Kimberly Kesterke – Sales Professional, Real Estate Investor, Mother, Author, Real Estate Agent, Former Property Manager

Her decision to hire a property manager came out of a meeting with another investor in her market.  

“I realized she had way better connections and a way better network. If I wanted to continue scaling my business, I needed assistance and help,” Kimberly said of the arrangement.

Kimberly said she is saving 25 percent a month on each property with someone else managing them. But on top of that, it frees up her time to grow and expand her real estate business.

“The key with having a full time job and doing a lot is to figure out what you really like doing and where you need help. It’s really impossible to do it all,” she said. 

In It for the Long Haul

Kimberly calls real estate her hobby that she says she grew in “micro improvements.”

“It’s all in the tiny little 15 minute increments. Making the effort is worth it in itself,” she said. “It’s not taking weeks off at a time.

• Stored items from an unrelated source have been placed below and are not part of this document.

//! Upserts into Gherkin `| variable | value |` data tables.
//!
//! Behave scenarios pass container environment variables through tables
//! headed `| variable | value |`. Rows are keyed by their first cell, so an
//! upsert rewrites the value of an existing key instead of appending a
//! duplicate row.

use std::sync::LazyLock;

use regex::Regex;

use super::substitution::Rewrite;

static HEADER: LazyLock<Regex> = LazyLock::new(|| {
    Regex::new(r"^(?P<indent>[ \t]*)\|[ \t]*variable[ \t]*\|[ \t]*value[ \t]*\|[ \t]*$")
        .expect("valid header regex")
});

/// A `| key | value |` row to insert or update.
#[derive(Debug, Clone, PartialEq, Eq)]
pub struct Row {
    pub key: String,
    pub value: String,
}

impl Row {
    pub fn new(key: impl Into<String>, value: impl Into<String>) -> Self {
        Self {
            key: key.into(),
            value: value.into(),
        }
    }

    fn render(&self, indent: &str) -> String {
        format!("{indent}| {} | {} |", self.key, self.value)
    }
}

struct Line<'a> {
    body: &'a str,
    eol: &'a str,
}

fn split_lines(text: &str) -> Vec<Line<'_>> {
    text.split_inclusive('\n')
        .map(|raw| {
            let body = raw.trim_end_matches(['\n', '\r']);
            Line {
                body,
                eol: &raw[body.len()..],
            }
        })
        .collect()
}

fn is_table_row(body: &str) -> bool {
    body.trim_start().starts_with('|')
}

fn row_key(body: &str) -> Option<&str> {
    body.trim().split('|').nth(1).map(str::trim)
}

fn indent_of(body: &str) -> &str {
    &body[..body.len() - body.trim_start().len()]
}

/// Upsert `rows` into every variable table in `text`.
///
/// Each table found counts as one replacement, whether or not its content
/// changed.
pub fn upsert_rows(text: &str, rows: &[Row]) -> Rewrite {
    let lines = split_lines(text);
    let mut out = String::with_capacity(text.len() + 64);
    let mut tables = 0;
    let mut i = 0;

    while i < lines.len() {
        let line = &lines[i];
        out.push_str(line.body);
        out.push_str(line.eol);
        i += 1;

        let Some(caps) = HEADER.captures(line.body) else {
            continue;
        };
        tables += 1;

        let start = i;
        while i < lines.len() && is_table_row(lines[i].body) {
            i += 1;
        }
        let body = &lines[start..i];
        let indent = body
            .first()
            .map_or_else(|| caps["indent"].to_string(), |row| indent_of(row.body).to_string());
        // a header on the last line without a newline still needs one before inserted rows
        let eol = if line.eol.is_empty() { "\n" } else { line.eol };
        if line.eol.is_empty() && rows.iter().any(|r| !has_key(body, &r.key)) {
            out.push_str(eol);
        }

        for row in rows {
            if !has_key(body, &row.key) {
                out.push_str(&row.render(&indent));
                out.push_str(eol);
            }
        }
        for existing in body {
            let replaced = row_key(existing.body)
                .and_then(|key| rows.iter().find(|row| row.key == key))
                .map(|row| row.render(indent_of(existing.body)));
            match replaced {
                Some(rendered) => out.push_str(&rendered),
                None => out.push_str(existing.body),
            }
            out.push_str(existing.eol);
        }
    }

    Rewrite {
        text: out,
        replacements: tables,
    }
}

fn has_key(body: &[Line<'_>], key: &str) -> bool {
    body.iter().any(|line| row_key(line.body) == Some(key))
}

#[cfg(test)]
mod tests {
    use super::*;

    const SCENARIO: &str = "\
  Scenario: build
    When the container is started with env
      | variable     | value |
      | SCRIPT_DEBUG | true  |
    Then the image should contain label version
";

    #[test]
    fn inserts_missing_row_after_header() {
        let out = upsert_rows(SCENARIO, &[Row::new("MAVEN_REPO_URL", "https://repo/maven")]);
        assert_eq!(out.replacements, 1);
        assert!(out.text.contains(
            "| variable     | value |\n      | MAVEN_REPO_URL | https://repo/maven |\n      | SCRIPT_DEBUG | true  |"
        ));
    }

    #[test]
    fn updates_existing_row_in_place() {
        let text = "      | variable | value |\n      | MAVEN_REPO_URL | http://old |\n";
        let out = upsert_rows(text, &[Row::new("MAVEN_REPO_URL", "http://new")]);
        assert_eq!(
            out.text,
            "      | variable | value |\n      | MAVEN_REPO_URL | http://new |\n"
        );
    }

    #[test]
    fn upsert_is_idempotent() {
        let rows = [
            Row::new("MAVEN_REPO_URL", "http://repo"),
            Row::new("MAVEN_DOWNLOAD_OUTPUT", "true"),
        ];
        let once = upsert_rows(SCENARIO, &rows);
        let twice = upsert_rows(&once.text, &rows);
        assert_eq!(once.text, twice.text);
        assert_eq!(twice.replacements, 1);
    }

    #[test]
    fn empty_table_uses_header_indentation() {
        let text = "    | variable | value |\n    Then done\n";
        let out = upsert_rows(text, &[Row::new("A", "1")]);
        assert_eq!(out.text, "    | variable | value |\n    | A | 1 |\n    Then done\n");
    }

    #[test]
    fn header_without_trailing_newline() {
        let out = upsert_rows("| variable | value |", &[Row::new("A", "1")]);
        assert_eq!(out.text, "| variable | value |\n| A | 1 |\n");
    }

    #[test]
    fn other_tables_are_ignored() {
        let text = "      | name | value |\n      | A | 1 |\n";
        let out = upsert_rows(text, &[Row::new("A", "2")]);
        assert_eq!(out, Rewrite::unchanged(text));
    }
}
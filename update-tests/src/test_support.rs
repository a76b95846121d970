//! Test-only helpers for laying out a repository with update targets.

use std::collections::BTreeMap;
use std::fs;
use std::path::Path;

use anyhow::{Context, Result};
use tempfile::TempDir;
use walkdir::WalkDir;

const S2I_FEATURE_CONTENTS: &str = r#"@quay.io/kiegroup/kogito-s2i-builder
Feature: kogito-s2i-builder image tests

  Scenario: Verify if the s2i build is finished as expected with debug enabled
    Given s2i build https://github.com/kiegroup/kogito-examples.git from kogito-quarkus-examples/rules-quarkus-helloworld using nightly-main and runtime-image quay.io/kiegroup/kogito-runtime-jvm:latest
      | variable       | value          |
      | KOGITO_VERSION | 2.0.0-SNAPSHOT |
      | SCRIPT_DEBUG   | true           |
    Then s2i build log should contain Build succeeded

  Scenario: Verify that the native build produces a runner binary
    Given s2i build https://github.com/kiegroup/kogito-examples.git from kogito-quarkus-examples/rules-quarkus-helloworld using nightly-main and runtime-image quay.io/kiegroup/kogito-runtime-native:latest
      | variable | value |
      | NATIVE   | true  |
    Then file /home/kogito/bin/rules-quarkus-helloworld-runner should exist

  Scenario: Verify that the product native runtime image runs the decision service
    Given s2i build https://github.com/kiegroup/kogito-examples.git from kogito-quarkus-examples/decision-tables-quarkus using nightly-main and runtime-image rhpam-7/rhpam-kogito-runtime-native-rhel8:latest
    Then container log should contain Installed features
"#;

const ARCHETYPE_FEATURE_CONTENTS: &str = r#"@quay.io/kiegroup/kogito-s2i-builder
Feature: Quarkus project generation

  Scenario: Generate a project from the quarkus plugin
    When container is started with env
      | variable     | value |
      | SCRIPT_DEBUG | false |
    Then run sh -c "mvn -B io.quarkus:quarkus-maven-plugin:2.0.0.Final:create -DprojectGroupId=org.acme -DprojectArtifactId=demo" in container and check its output for BUILD SUCCESS
"#;

const SETUP_MAVEN_CONTENTS: &str = r#"#!/bin/bash
set -e

MAVEN_SETTINGS_PATH=${1:-$HOME/.m2/settings.xml}

# export MAVEN_REPO_URL=https://repository.example.com/maven2
export JBOSS_MAVEN_REPO_URL=https://repository.jboss.org/nexus/content/groups/public/
# export MAVEN_IGNORE_SELF_SIGNED_CERTIFICATE=true

source "$(dirname "$0")"/configure-maven.sh "$MAVEN_SETTINGS_PATH"
"#;

const CLONE_REPO_CONTENTS: &str = r#"#!/bin/bash
set -e

cd "$(dirname "$0")"
rm -rf kogito-examples
git clone https://github.com/kiegroup/kogito-examples.git
cd kogito-examples
git fetch origin
git checkout nightly-main
"#;

/// Temporary repository seeded with feature files and scripts.
pub struct FixtureRepo {
    dir: TempDir,
}

impl FixtureRepo {
    pub const S2I_FEATURE: &'static str = "tests/features/kogito-s2i-builder.feature";
    pub const ARCHETYPE_FEATURE: &'static str = "tests/features/common/quarkus-plugin.feature";
    pub const SETUP_MAVEN: &'static str = "scripts/setup-maven.sh";
    pub const CLONE_REPO: &'static str = "tests/test-apps/clone-repo.sh";

    pub fn new() -> Result<Self> {
        let dir = tempfile::tempdir().context("create fixture tempdir")?;
        let repo = Self { dir };
        repo.write(Self::S2I_FEATURE, S2I_FEATURE_CONTENTS)?;
        repo.write(Self::ARCHETYPE_FEATURE, ARCHETYPE_FEATURE_CONTENTS)?;
        repo.write(Self::SETUP_MAVEN, SETUP_MAVEN_CONTENTS)?;
        repo.write(Self::CLONE_REPO, CLONE_REPO_CONTENTS)?;
        Ok(repo)
    }

    pub fn path(&self) -> &Path {
        self.dir.path()
    }

    /// Write `contents` to a repository-relative path, creating parents.
    pub fn write(&self, relative: &str, contents: &str) -> Result<()> {
        let path = self.path().join(relative);
        if let Some(parent) = path.parent() {
            fs::create_dir_all(parent)
                .with_context(|| format!("create {}", parent.display()))?;
        }
        fs::write(&path, contents).with_context(|| format!("write {}", path.display()))
    }

    pub fn read(&self, relative: &str) -> Result<String> {
        let path = self.path().join(relative);
        fs::read_to_string(&path).with_context(|| format!("read {}", path.display()))
    }

    /// Contents of every file in the repository keyed by relative path.
    pub fn snapshot(&self) -> Result<BTreeMap<String, String>> {
        let mut files = BTreeMap::new();
        for entry in WalkDir::new(self.path()) {
            let entry = entry.context("walk fixture")?;
            if !entry.file_type().is_file() {
                continue;
            }
            let relative = entry
                .path()
                .strip_prefix(self.path())
                .context("strip fixture prefix")?
                .to_string_lossy()
                .replace('\\', "/");
            let contents = fs::read_to_string(entry.path())
                .with_context(|| format!("read {}", entry.path().display()))?;
            files.insert(relative, contents);
        }
        Ok(files)
    }
}
//! Regex-driven rewriting of whole documents.

use regex::{Captures, Regex};

/// Result of rewriting a document in memory.
#[derive(Debug, Clone, PartialEq, Eq)]
pub struct Rewrite {
    pub text: String,
    /// Number of matches that were actually replaced.
    pub replacements: usize,
}

impl Rewrite {
    pub fn unchanged(text: &str) -> Self {
        Self {
            text: text.to_string(),
            replacements: 0,
        }
    }
}

/// Replace every match of `pattern` in `text` with the output of `replace`.
///
/// Returning `None` from `replace` keeps the matched text as-is and the match
/// is not counted.
pub fn rewrite<F>(text: &str, pattern: &Regex, mut replace: F) -> Rewrite
where
    F: FnMut(&Captures<'_>) -> Option<String>,
{
    let mut replacements = 0;
    let updated = pattern.replace_all(text, |caps: &Captures<'_>| match replace(caps) {
        Some(replacement) => {
            replacements += 1;
            replacement
        }
        None => caps[0].to_string(),
    });
    Rewrite {
        text: updated.into_owned(),
        replacements,
    }
}

/// Named capture group or empty string when the group did not participate.
pub fn group<'t>(caps: &Captures<'t>, name: &str) -> &'t str {
    caps.name(name).map_or("", |m| m.as_str())
}

#[cfg(test)]
mod tests {
    use super::*;

    #[test]
    fn counts_only_replaced_matches() {
        let re = Regex::new(r"\d+").expect("regex");
        let out = rewrite("a1 b22 c333", &re, |caps| {
            (caps[0].len() > 1).then(|| "N".to_string())
        });
        assert_eq!(out.text, "a1 bN cN");
        assert_eq!(out.replacements, 2);
    }

    #[test]
    fn replacement_values_are_taken_literally() {
        let re = Regex::new(r"url=(?P<v>\S+)").expect("regex");
        let out = rewrite("url=old", &re, |_| Some("url=$v${v}".to_string()));
        assert_eq!(out.text, "url=$v${v}");
        assert_eq!(out.replacements, 1);
    }

    #[test]
    fn no_match_leaves_text_untouched() {
        let re = Regex::new("missing").expect("regex");
        let out = rewrite("nothing here\n", &re, |_| Some("x".to_string()));
        assert_eq!(out, Rewrite::unchanged("nothing here\n"));
    }
}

You can squeeze it in a little at time.” 

One example is how Kimberly earned her RE license. She said it took her about a year and she would study while watching her daughter enjoy time at a playground.

Another is how she started investing – first with traditional financing and using the buy and hold strategy. She recently began looking outside of Georgia to invest and has one property in North Dakota and another in New York. Kimberly plans to deploy lease option programs that would allow the renters the choice to purchase the property within a certain period. This strategy also removes responsibility from Kimberly to manage the property as the renter is generally responsible for maintenance under these terms.

Kimberly doesn’t feel pressure to quit her job or hit a certain financial target with her real estate investing. She takes it in stride and will continue doing both until she decides she needs a new challenge or is tired of an old one.

“I went to a closing the other day. The other real estate agent was dressed to the nines and was probably around 78 years old. I was thinking this lady is so successful because she’s been doing it for 40 years. It wasn’t overnight,” Kimberly said.

“When I’m 78, I still want to be doing deals.”